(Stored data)
▬▬▬

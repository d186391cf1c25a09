use std::path::PathBuf;

use beltgrid_core::config::{Config, ConfigError, SimConfig, ViewConfig, load_or_default};
use beltgrid_core::engine::Engine;
use beltgrid_core::grid::GridError;
use bevy::prelude::*;

/// Environment variable naming a config file, used when no path is given on
/// the command line.
pub const CONFIG_ENV: &str = "BELTGRID_CONFIG";

/// The simulation.
/// Not `Send + Sync` because the event bus holds boxed `FnMut` listeners,
/// so we use `NonSend` / `NonSendMut` to access this resource.
pub struct WorldState {
    pub engine: Engine,
}

impl WorldState {
    pub fn new(config: &SimConfig) -> Result<Self, GridError> {
        Ok(Self {
            engine: Engine::demo(config)?,
        })
    }
}

/// Window, player and camera parameters.
#[derive(Resource, Debug, Clone)]
pub struct ViewSettings(pub ViewConfig);

/// Config from the first command-line argument, else `BELTGRID_CONFIG`,
/// else defaults.
pub fn load_startup_config() -> Result<Config, ConfigError> {
    let path = std::env::args()
        .nth(1)
        .or_else(|| std::env::var(CONFIG_ENV).ok())
        .map(PathBuf::from);
    load_or_default(path.as_deref())
}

▬▬▬

PROBLEM TO SOLVE =>
Pick each line holding "Engine" out of the entries above and return it.

SOLUTION TO THE EXERCISE =>
use beltgrid_core::engine::Engine;
    pub engine: Engine,
            engine: Engine::demo(config)?,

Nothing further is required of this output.